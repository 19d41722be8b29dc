//! Configuration types for the sensing/control core.
//!
//! These are the runtime configuration structs consumed by the filters and
//! controllers. They are separate from the TOML-deserialized config in
//! `romi_config`; see `conversions` for the bridge.

use std::time::Duration;

/// Quadrature encoder parameters.
#[derive(Debug, Clone, Copy, PartialEq)]
pub struct EncoderCfg {
    /// Counter ticks per wheel revolution (after x4 quadrature decoding).
    pub ticks_per_rev: u32,
}

impl Default for EncoderCfg {
    fn default() -> Self {
        Self {
            ticks_per_rev: 1440,
        }
    }
}

impl EncoderCfg {
    /// Radians per counter tick.
    pub fn radians_per_tick(&self) -> f64 {
        std::f64::consts::TAU / f64::from(self.ticks_per_rev.max(1))
    }
}

/// Line sensor array timing and normalization parameters.
#[derive(Debug, Clone, Copy, PartialEq)]
pub struct LineCfg {
    /// Settle time after powering the array before a read.
    pub read_settle: Duration,
    /// Extra settle time before a calibration capture.
    pub calibrate_settle: Duration,
    /// Decimal digits kept by normalization.
    pub round_digits: u32,
}

impl Default for LineCfg {
    fn default() -> Self {
        Self {
            read_settle: Duration::from_micros(50),
            calibrate_settle: Duration::from_micros(200),
            round_digits: 5,
        }
    }
}

/// Orientation sensor bring-up parameters.
#[derive(Debug, Clone, Copy, PartialEq)]
pub struct ImuCfg {
    /// Delay after entering configuration mode.
    pub config_settle: Duration,
    /// Delay after entering fusion mode.
    pub fusion_settle: Duration,
    /// Delay applied by every operating-mode write.
    pub mode_switch: Duration,
    /// Raw gyroscope counts per degree per second.
    pub gyro_scale: f64,
}

impl Default for ImuCfg {
    fn default() -> Self {
        Self {
            config_settle: Duration::from_millis(20),
            fusion_settle: Duration::from_millis(30),
            mode_switch: Duration::from_millis(30),
            gyro_scale: 16.0,
        }
    }
}

/// How the PID controller obtains its time step.
#[derive(Debug, Clone, Copy, PartialEq)]
pub enum TimeStep {
    /// Constant step in seconds.
    Fixed(f64),
    /// Measure elapsed seconds between `total_action` calls.
    Dynamic,
}

/// PID gains and options.
#[derive(Debug, Clone, Copy, PartialEq)]
pub struct PidCfg {
    pub kp: f64,
    pub ki: f64,
    pub kd: f64,
    /// Initial setpoint.
    pub reference: f64,
    pub time_step: TimeStep,
    /// Symmetric clamp on the integral accumulator. `None` keeps the
    /// accumulator unbounded (no anti-windup).
    pub integral_limit: Option<f64>,
}

impl Default for PidCfg {
    fn default() -> Self {
        Self {
            kp: 1.0,
            ki: 0.0,
            kd: 0.0,
            reference: 0.0,
            time_step: TimeStep::Fixed(0.015),
            integral_limit: None,
        }
    }
}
#####
YOUR INSTRUCTIONS
Please copy only the lines from the one with "gains and options." through the final line of the records above, both ends included.

TASK RESULT
/// PID gains and options.
#[derive(Debug, Clone, Copy, PartialEq)]
pub struct PidCfg {
    pub kp: f64,
    pub ki: f64,
    pub kd: f64,
    /// Initial setpoint.
    pub reference: f64,
    pub time_step: TimeStep,
    /// Symmetric clamp on the integral accumulator. `None` keeps the
    /// accumulator unbounded (no anti-windup).
    pub integral_limit: Option<f64>,
}

impl Default for PidCfg {
    fn default() -> Self {
        Self {
            kp: 1.0,
            ki: 0.0,
            kd: 0.0,
            reference: 0.0,
            time_step: TimeStep::Fixed(0.015),
            integral_limit: None,
        }
    }
}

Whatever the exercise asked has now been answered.